The virus being studied is known as bacteriophage φX174. It was the first genome ever sequenced and often is used by scientists who study evolution because it has a small genome and multiplies quickly. This allows mutations and evolution to occur rapidly.
Through previous experiments together, the team observed mutations that allow the virus to survive in higher temperatures might also increase the stability of the capsid – the protein shell that encloses the genetic material of a virus. If true, this increased stability may make the virus more mutable, more likely to mutate and thus have an increased ability to jump hosts.
To test the theory, the virus will be subjected to mutations that are known to enable it to survive at higher temperatures. Then, the team will investigate if this ability results in more stabilizing mutations than the original strain that lives at lower temperatures. The team also will investigate whether or not the stabilizing mutations allow the virus to switch hosts more easily.

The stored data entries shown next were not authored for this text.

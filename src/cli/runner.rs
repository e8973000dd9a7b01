//! Executes a parsed command against the service

use crate::cli::commands::{Cli, Commands, OutputFormat};
use crate::config::{ServiceConfig, DEFAULT_SERVICE_NAME};
use crate::error::Result;
use crate::pagination::{PageFetcher, Pager};
use crate::service::{
    DeleteProjectOptions, GetProjectOptions, ListConfigsOptions, ListProjectEnvironmentsOptions,
    ListProjectsOptions, ProjectsClient,
};
use serde_json::{json, Value};
use tracing::info;

/// CLI runner
pub struct Runner {
    cli: Cli,
}

impl Runner {
    /// Create a new runner
    pub fn new(cli: Cli) -> Self {
        Self { cli }
    }

    /// Run the CLI command and print its result
    pub async fn run(&self) -> Result<()> {
        let config = self.load_config()?;
        let client = ProjectsClient::new(&config)?;
        let value = self.execute(&client).await?;
        println!("{}", self.render(&value)?);
        Ok(())
    }

    /// Config file from `--config`, otherwise the environment
    fn load_config(&self) -> Result<ServiceConfig> {
        match &self.cli.config {
            Some(path) => ServiceConfig::from_file(path),
            None => ServiceConfig::from_env(DEFAULT_SERVICE_NAME),
        }
    }

    /// Execute the command against `client` and return the JSON to print
    pub async fn execute(&self, client: &ProjectsClient) -> Result<Value> {
        match &self.cli.command {
            Commands::ListProjects { page } => {
                let options = ListProjectsOptions {
                    limit: page.limit,
                    ..Default::default()
                };
                if page.all {
                    let items = drain(client.projects_pager(&options)?).await?;
                    Ok(json!({ "projects": items }))
                } else {
                    Ok(serde_json::to_value(client.list_projects(&options).await?)?)
                }
            }
            Commands::GetProject { id } => {
                let project = client.get_project(&GetProjectOptions::new(id)).await?;
                Ok(serde_json::to_value(project)?)
            }
            Commands::ListEnvironments { project_id, page } => {
                let options = ListProjectEnvironmentsOptions {
                    project_id: project_id.clone(),
                    limit: page.limit,
                    start: None,
                };
                if page.all {
                    let items = drain(client.project_environments_pager(&options)?).await?;
                    Ok(json!({ "environments": items }))
                } else {
                    let page = client.list_project_environments(&options).await?;
                    Ok(serde_json::to_value(page)?)
                }
            }
            Commands::ListConfigs { project_id, page } => {
                let options = ListConfigsOptions {
                    project_id: project_id.clone(),
                    limit: page.limit,
                    start: None,
                };
                if page.all {
                    let items = drain(client.configs_pager(&options)?).await?;
                    Ok(json!({ "configs": items }))
                } else {
                    Ok(serde_json::to_value(client.list_configs(&options).await?)?)
                }
            }
            Commands::DeleteProject { id } => {
                client.delete_project(&DeleteProjectOptions::new(id)).await?;
                Ok(json!({ "deleted": id }))
            }
        }
    }

    /// Format a result for stdout
    pub fn render(&self, value: &Value) -> Result<String> {
        let text = match self.cli.format {
            OutputFormat::Json => serde_json::to_string(value)?,
            OutputFormat::Pretty => serde_json::to_string_pretty(value)?,
        };
        Ok(text)
    }
}

/// Collect every page of a pager
async fn drain<F: PageFetcher>(mut pager: Pager<F>) -> Result<Vec<F::Item>> {
    let items = pager.get_all().await?;
    info!(count = items.len(), "fetched all pages");
    Ok(items)
}

#[cfg(test)]
mod tests {
    use super::*;
    use crate::cli::commands::PageArgs;
    use crate::config::AuthConfigDef;
    use clap::Parser;
    use pretty_assertions::assert_eq;
    use wiremock::matchers::{method, path, query_param};
    use wiremock::{Mock, MockServer, ResponseTemplate};

    fn runner(args: &[&str]) -> Runner {
        Runner::new(Cli::try_parse_from(args).unwrap())
    }

    fn client(server: &MockServer) -> ProjectsClient {
        let mut config = ServiceConfig::new(server.uri(), AuthConfigDef::None);
        config.http.max_retries = 0;
        ProjectsClient::new(&config).unwrap()
    }

    #[test]
    fn test_parse_list_projects() {
        let cli =
            Cli::try_parse_from(["projects", "list-projects", "--limit", "10", "--all"]).unwrap();
        assert_eq!(
            cli.command,
            Commands::ListProjects {
                page: PageArgs {
                    limit: Some(10),
                    all: true
                }
            }
        );
        assert_eq!(cli.format, OutputFormat::Json);
        assert!(cli.config.is_none());
    }

    #[test]
    fn test_parse_global_flags_after_subcommand() {
        let cli = Cli::try_parse_from([
            "projects",
            "list-configs",
            "--project-id",
            "p1",
            "--format",
            "pretty",
            "--config",
            "svc.yaml",
        ])
        .unwrap();
        assert_eq!(cli.format, OutputFormat::Pretty);
        assert_eq!(cli.config.unwrap().to_str(), Some("svc.yaml"));
    }

    #[test]
    fn test_parse_requires_ids() {
        assert!(Cli::try_parse_from(["projects", "get-project"]).is_err());
        assert!(Cli::try_parse_from(["projects", "list-environments"]).is_err());
    }

    #[test]
    fn test_render_formats() {
        let value = json!({"a": 1});
        assert_eq!(
            runner(&["projects", "get-project", "--id", "x"])
                .render(&value)
                .unwrap(),
            "{\"a\":1}"
        );
        assert_eq!(
            runner(&["projects", "-f", "pretty", "get-project", "--id", "x"])
                .render(&value)
                .unwrap(),
            "{\n  \"a\": 1\n}"
        );
    }

    #[tokio::test]
    async fn test_execute_list_projects_all() {
        let server = MockServer::start().await;
        Mock::given(method("GET"))
            .and(path("/v1/projects"))
            .and(query_param("start", "t1"))
            .respond_with(ResponseTemplate::new(200).set_body_json(json!({
                "projects": [{"id": "p2", "definition": {"name": "b"}}]
            })))
            .with_priority(1)
            .mount(&server)
            .await;
        Mock::given(method("GET"))
            .and(path("/v1/projects"))
            .respond_with(ResponseTemplate::new(200).set_body_json(json!({
                "next": {"href": "/v1/projects?start=t1", "start": "t1"},
                "projects": [{"id": "p1", "definition": {"name": "a"}}]
            })))
            .mount(&server)
            .await;

        let value = runner(&["projects", "list-projects", "--all"])
            .execute(&client(&server))
            .await
            .unwrap();

        let ids: Vec<&str> = value["projects"]
            .as_array()
            .unwrap()
            .iter()
            .map(|p| p["id"].as_str().unwrap())
            .collect();
        assert_eq!(ids, vec!["p1", "p2"]);
    }

    #[tokio::test]
    async fn test_execute_single_page_keeps_next_link() {
        let server = MockServer::start().await;
        Mock::given(method("GET"))
            .and(path("/v1/projects/p1/environments"))
            .and(query_param("limit", "1"))
            .respond_with(ResponseTemplate::new(200).set_body_json(json!({
                "limit": 1,
                "next": {"href": "/v1/projects/p1/environments?limit=1&start=n"},
                "environments": [{"id": "e1", "definition": {"name": "dev"}}]
            })))
            .expect(1)
            .mount(&server)
            .await;

        let value = runner(&[
            "projects",
            "list-environments",
            "--project-id",
            "p1",
            "--limit",
            "1",
        ])
        .execute(&client(&server))
        .await
        .unwrap();

        assert_eq!(value["environments"][0]["id"], "e1");
        assert_eq!(
            value["next"]["href"],
            "/v1/projects/p1/environments?limit=1&start=n"
        );
    }

    #[tokio::test]
    async fn test_execute_delete_project() {
        let server = MockServer::start().await;
        Mock::given(method("DELETE"))
            .and(path("/v1/projects/p9"))
            .respond_with(ResponseTemplate::new(204))
            .expect(1)
            .mount(&server)
            .await;

        let value = runner(&["projects", "delete-project", "--id", "p9"])
            .execute(&client(&server))
            .await
            .unwrap();

        assert_eq!(value, json!({"deleted": "p9"}));
    }
}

For this project, Ytreberg will use computational modeling to analyze if the mutations stabilize the capsid. And Paul Joyce, professor of mathematics and statistics, will use statistical and spatial modeling to explore how these beneficial mutations spread through a structured environment.
“It’s a really fun project because you work with people that are in different areas,” says Wichman. “You get to learn how people in other parts of science think. And since none of us are afraid to ask dumb questions, we just keep making each other explain things until we understand. Having to explain yourself really solidifies your ideas, I think.”